## Work order
Among the entries that follow, the required portion opens with the line containing "assert_eq!(sample_to_i16(-2.0), -32768);" and closes with the line containing "ONNX model file.". Give that portion again exactly, and nothing else.

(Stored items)
══════════════════════════════

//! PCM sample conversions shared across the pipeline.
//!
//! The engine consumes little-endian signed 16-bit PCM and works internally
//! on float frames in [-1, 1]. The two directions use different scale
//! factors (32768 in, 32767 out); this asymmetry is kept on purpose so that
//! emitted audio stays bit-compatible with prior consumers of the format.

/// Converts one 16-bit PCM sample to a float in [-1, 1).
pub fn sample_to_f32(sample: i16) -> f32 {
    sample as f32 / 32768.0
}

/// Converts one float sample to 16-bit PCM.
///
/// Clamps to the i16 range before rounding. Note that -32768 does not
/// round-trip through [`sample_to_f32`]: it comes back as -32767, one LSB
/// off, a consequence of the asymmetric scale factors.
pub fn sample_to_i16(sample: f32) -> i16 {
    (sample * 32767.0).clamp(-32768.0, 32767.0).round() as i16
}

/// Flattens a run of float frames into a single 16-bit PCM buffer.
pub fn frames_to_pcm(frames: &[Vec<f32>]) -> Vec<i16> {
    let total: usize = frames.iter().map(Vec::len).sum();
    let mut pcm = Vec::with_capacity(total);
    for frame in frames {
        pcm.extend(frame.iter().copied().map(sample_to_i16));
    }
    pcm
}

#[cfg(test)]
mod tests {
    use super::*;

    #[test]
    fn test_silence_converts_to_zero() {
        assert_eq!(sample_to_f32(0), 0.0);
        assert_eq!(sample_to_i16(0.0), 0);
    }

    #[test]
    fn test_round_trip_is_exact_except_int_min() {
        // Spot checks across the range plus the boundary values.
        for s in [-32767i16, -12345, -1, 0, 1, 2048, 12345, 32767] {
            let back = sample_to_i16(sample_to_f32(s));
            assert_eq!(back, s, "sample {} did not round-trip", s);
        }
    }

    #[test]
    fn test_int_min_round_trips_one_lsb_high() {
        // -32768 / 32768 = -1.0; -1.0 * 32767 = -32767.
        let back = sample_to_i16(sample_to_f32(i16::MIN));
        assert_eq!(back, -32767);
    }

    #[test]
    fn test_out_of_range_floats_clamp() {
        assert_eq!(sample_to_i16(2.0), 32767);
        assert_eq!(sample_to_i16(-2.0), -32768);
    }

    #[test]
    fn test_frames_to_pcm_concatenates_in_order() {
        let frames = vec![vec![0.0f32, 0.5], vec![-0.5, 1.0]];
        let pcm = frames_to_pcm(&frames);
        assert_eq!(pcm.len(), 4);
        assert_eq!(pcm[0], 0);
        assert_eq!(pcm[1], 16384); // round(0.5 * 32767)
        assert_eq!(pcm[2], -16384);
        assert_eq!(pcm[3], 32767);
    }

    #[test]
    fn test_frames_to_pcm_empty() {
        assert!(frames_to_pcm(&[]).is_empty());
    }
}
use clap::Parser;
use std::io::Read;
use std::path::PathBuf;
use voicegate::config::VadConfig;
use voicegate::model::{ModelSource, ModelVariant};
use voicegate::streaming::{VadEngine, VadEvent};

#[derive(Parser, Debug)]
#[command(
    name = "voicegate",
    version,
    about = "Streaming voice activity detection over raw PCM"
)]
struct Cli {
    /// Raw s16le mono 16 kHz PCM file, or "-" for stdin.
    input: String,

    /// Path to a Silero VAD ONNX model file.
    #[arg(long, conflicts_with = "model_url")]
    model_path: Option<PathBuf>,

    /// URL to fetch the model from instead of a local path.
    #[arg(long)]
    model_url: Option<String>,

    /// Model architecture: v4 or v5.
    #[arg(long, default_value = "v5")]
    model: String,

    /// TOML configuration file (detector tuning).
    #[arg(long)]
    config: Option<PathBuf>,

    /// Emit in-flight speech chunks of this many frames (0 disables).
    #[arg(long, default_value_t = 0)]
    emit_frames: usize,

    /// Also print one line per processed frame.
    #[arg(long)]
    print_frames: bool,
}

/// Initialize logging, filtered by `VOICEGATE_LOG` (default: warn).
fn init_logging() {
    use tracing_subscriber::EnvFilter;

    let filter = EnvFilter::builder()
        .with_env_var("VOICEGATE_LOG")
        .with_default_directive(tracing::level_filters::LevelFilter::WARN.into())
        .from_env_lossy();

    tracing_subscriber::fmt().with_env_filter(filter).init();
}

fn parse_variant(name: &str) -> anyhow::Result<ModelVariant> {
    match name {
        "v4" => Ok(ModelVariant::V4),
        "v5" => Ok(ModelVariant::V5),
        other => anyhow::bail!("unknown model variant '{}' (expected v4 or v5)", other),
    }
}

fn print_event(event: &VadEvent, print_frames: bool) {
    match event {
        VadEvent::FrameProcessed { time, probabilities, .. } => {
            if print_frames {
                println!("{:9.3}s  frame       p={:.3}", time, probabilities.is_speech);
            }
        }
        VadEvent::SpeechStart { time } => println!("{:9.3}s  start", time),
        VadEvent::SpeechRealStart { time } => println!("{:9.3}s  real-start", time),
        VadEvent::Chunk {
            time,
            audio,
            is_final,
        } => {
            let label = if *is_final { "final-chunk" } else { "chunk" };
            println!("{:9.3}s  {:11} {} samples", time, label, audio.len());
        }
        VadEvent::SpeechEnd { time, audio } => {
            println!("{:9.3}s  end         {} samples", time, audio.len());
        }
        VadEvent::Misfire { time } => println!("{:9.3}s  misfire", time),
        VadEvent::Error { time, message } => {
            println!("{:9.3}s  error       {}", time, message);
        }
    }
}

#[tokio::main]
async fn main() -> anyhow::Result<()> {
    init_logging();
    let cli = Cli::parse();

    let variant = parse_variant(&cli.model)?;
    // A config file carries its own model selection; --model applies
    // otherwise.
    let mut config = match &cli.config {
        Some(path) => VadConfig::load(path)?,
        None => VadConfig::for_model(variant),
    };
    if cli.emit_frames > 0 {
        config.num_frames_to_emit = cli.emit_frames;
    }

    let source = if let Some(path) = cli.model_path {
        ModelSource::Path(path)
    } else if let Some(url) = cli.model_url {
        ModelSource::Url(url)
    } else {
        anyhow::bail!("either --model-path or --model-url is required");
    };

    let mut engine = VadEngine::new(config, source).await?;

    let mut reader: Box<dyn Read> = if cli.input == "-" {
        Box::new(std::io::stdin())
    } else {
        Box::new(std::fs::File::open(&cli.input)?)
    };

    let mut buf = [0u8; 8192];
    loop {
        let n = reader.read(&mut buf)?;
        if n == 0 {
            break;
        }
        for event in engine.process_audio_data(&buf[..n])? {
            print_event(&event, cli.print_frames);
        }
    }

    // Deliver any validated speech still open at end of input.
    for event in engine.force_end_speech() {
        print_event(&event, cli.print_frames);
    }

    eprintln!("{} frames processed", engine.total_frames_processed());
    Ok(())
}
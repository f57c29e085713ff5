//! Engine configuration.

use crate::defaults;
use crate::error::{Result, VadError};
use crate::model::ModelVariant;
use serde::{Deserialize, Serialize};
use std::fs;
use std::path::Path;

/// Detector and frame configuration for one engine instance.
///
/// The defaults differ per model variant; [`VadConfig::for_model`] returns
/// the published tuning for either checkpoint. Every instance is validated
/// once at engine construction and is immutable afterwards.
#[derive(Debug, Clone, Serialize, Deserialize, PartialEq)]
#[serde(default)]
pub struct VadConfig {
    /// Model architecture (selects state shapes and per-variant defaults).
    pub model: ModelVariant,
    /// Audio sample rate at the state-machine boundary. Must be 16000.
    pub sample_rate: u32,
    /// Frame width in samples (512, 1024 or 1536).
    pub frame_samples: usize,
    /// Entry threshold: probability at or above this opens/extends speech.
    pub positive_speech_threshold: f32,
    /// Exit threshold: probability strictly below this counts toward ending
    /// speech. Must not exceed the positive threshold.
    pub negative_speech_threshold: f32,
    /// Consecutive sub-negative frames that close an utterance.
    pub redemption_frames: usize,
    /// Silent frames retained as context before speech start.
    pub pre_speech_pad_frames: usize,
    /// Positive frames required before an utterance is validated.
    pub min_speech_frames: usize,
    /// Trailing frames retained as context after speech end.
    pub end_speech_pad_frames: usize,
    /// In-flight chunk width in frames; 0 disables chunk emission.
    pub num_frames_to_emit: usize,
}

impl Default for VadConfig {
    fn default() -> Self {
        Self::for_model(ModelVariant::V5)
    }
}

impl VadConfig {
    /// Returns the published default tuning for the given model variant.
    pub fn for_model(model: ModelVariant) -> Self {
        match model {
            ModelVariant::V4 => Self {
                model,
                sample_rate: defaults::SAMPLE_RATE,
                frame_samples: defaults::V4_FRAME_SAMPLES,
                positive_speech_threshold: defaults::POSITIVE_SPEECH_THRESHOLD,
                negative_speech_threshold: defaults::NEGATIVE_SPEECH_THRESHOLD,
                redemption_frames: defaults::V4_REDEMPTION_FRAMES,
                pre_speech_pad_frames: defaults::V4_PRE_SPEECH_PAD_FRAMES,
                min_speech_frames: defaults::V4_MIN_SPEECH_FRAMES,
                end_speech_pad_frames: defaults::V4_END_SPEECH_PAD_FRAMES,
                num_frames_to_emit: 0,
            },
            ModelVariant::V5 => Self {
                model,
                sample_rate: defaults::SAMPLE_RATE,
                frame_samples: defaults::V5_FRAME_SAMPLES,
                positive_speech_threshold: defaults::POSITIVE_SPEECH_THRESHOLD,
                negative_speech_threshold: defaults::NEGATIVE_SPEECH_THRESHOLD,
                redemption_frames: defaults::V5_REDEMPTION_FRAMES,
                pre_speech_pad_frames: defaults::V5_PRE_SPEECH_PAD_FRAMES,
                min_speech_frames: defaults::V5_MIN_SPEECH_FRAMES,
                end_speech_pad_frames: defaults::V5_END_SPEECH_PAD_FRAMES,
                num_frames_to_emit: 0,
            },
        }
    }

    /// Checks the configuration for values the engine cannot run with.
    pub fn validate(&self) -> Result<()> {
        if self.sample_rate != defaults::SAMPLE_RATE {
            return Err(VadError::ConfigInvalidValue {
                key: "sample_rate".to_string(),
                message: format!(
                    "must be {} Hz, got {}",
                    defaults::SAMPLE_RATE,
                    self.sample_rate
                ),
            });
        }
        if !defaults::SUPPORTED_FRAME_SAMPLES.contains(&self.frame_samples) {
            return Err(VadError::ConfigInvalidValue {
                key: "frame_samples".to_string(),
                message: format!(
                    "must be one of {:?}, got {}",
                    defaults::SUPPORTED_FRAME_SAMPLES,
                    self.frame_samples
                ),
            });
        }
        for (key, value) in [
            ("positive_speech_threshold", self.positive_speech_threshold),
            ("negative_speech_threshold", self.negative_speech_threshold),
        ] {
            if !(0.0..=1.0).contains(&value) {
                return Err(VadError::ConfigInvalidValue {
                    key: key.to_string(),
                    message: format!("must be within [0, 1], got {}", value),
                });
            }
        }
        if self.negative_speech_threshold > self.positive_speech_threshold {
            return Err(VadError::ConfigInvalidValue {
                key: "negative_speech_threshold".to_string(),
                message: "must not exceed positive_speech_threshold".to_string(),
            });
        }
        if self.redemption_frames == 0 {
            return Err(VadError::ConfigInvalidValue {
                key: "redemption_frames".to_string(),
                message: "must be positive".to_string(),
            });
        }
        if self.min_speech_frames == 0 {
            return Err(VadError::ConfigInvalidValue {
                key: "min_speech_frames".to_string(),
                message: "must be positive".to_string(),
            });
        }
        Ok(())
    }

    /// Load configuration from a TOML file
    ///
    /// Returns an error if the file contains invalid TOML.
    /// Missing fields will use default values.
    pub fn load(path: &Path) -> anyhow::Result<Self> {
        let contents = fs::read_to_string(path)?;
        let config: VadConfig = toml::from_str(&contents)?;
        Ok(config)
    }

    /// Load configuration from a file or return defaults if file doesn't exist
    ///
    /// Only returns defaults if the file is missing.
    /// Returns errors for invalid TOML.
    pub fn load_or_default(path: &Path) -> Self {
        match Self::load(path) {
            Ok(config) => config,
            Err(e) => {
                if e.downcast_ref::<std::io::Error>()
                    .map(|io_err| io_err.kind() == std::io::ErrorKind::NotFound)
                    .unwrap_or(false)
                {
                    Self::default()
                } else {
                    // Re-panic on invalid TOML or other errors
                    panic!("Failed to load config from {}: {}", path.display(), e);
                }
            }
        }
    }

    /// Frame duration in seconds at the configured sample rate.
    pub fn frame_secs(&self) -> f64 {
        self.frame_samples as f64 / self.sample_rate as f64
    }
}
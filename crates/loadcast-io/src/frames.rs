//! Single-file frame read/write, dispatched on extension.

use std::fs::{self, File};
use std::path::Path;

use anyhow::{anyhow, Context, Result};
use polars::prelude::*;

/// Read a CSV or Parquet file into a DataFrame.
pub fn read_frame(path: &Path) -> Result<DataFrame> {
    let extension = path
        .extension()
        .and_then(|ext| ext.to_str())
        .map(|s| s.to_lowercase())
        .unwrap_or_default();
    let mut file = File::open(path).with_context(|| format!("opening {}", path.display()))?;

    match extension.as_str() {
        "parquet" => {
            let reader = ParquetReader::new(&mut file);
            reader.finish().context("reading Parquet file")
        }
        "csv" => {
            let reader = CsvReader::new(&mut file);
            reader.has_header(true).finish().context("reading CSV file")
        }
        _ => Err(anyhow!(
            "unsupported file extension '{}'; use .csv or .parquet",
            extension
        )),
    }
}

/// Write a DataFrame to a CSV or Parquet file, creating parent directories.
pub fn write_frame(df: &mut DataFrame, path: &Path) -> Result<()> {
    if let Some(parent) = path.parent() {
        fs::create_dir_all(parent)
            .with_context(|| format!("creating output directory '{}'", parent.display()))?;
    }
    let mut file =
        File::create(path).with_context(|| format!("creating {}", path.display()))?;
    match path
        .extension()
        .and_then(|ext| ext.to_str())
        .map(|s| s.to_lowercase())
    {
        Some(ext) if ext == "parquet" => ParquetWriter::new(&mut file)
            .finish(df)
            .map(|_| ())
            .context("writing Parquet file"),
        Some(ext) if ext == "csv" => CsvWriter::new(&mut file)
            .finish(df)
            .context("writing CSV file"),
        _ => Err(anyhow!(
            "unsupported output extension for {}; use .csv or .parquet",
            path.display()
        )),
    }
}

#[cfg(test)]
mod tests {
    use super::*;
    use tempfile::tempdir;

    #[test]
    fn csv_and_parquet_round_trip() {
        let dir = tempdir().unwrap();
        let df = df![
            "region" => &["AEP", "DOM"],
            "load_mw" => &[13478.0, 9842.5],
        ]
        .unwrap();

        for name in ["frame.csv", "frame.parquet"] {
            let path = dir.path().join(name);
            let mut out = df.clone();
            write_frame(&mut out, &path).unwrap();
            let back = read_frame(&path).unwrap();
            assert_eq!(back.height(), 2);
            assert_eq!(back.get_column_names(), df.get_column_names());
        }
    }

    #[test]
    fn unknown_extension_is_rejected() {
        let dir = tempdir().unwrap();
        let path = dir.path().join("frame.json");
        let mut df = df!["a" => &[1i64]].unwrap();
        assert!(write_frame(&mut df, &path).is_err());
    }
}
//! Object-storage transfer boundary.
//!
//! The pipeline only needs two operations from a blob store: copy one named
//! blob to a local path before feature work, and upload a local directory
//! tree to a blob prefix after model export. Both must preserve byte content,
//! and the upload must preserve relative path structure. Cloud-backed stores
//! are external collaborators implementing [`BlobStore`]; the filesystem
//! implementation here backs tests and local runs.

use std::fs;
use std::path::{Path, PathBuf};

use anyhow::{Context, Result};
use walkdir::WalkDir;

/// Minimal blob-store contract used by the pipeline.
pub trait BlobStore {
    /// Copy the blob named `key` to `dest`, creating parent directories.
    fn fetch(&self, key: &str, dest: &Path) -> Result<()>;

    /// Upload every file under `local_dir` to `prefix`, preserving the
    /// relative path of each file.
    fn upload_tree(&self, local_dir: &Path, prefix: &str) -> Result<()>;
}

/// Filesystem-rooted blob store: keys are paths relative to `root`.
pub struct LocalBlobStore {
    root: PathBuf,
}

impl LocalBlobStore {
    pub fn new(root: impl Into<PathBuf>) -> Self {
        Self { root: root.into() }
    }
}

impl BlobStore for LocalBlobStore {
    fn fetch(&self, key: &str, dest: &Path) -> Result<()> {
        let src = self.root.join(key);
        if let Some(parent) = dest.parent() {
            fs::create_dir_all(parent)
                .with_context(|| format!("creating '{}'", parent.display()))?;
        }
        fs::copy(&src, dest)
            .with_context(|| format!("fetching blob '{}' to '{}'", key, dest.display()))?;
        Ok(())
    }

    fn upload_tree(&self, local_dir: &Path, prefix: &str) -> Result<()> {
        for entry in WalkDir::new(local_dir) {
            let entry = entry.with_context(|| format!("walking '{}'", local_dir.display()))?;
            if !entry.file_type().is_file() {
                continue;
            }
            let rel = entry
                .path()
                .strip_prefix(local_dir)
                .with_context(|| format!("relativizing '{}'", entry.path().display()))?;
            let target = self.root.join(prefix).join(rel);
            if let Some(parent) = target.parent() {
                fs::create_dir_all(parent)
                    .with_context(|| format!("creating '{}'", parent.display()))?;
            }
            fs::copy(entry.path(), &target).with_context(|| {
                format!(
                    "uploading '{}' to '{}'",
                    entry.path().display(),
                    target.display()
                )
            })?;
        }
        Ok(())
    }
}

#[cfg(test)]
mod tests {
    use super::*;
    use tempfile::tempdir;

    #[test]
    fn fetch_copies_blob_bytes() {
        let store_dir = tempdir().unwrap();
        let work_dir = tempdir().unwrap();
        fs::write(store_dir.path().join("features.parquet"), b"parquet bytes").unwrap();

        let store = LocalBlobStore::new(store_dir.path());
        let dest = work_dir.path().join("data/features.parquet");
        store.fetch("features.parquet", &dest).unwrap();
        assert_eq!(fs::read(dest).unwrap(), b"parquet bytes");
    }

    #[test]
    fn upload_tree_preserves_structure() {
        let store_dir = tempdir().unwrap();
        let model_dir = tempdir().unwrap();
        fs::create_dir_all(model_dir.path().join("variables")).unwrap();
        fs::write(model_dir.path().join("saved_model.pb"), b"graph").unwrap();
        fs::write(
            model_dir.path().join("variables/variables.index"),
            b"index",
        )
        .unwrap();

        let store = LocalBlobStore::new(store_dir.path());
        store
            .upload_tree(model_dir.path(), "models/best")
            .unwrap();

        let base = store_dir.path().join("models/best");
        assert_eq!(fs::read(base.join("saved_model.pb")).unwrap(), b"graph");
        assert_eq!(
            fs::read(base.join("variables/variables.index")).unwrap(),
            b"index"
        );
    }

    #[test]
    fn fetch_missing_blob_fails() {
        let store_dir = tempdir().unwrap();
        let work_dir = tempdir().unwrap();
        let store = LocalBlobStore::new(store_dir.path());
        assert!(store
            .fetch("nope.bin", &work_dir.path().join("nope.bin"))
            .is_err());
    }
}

══════════════════════════════

## Written response
        assert_eq!(sample_to_i16(-2.0), -32768);
    }

    #[test]
    fn test_frames_to_pcm_concatenates_in_order() {
        let frames = vec![vec![0.0f32, 0.5], vec![-0.5, 1.0]];
        let pcm = frames_to_pcm(&frames);
        assert_eq!(pcm.len(), 4);
        assert_eq!(pcm[0], 0);
        assert_eq!(pcm[1], 16384); // round(0.5 * 32767)
        assert_eq!(pcm[2], -16384);
        assert_eq!(pcm[3], 32767);
    }

    #[test]
    fn test_frames_to_pcm_empty() {
        assert!(frames_to_pcm(&[]).is_empty());
    }
}
use clap::Parser;
use std::io::Read;
use std::path::PathBuf;
use voicegate::config::VadConfig;
use voicegate::model::{ModelSource, ModelVariant};
use voicegate::streaming::{VadEngine, VadEvent};

#[derive(Parser, Debug)]
#[command(
    name = "voicegate",
    version,
    about = "Streaming voice activity detection over raw PCM"
)]
struct Cli {
    /// Raw s16le mono 16 kHz PCM file, or "-" for stdin.
    input: String,

    /// Path to a Silero VAD ONNX model file.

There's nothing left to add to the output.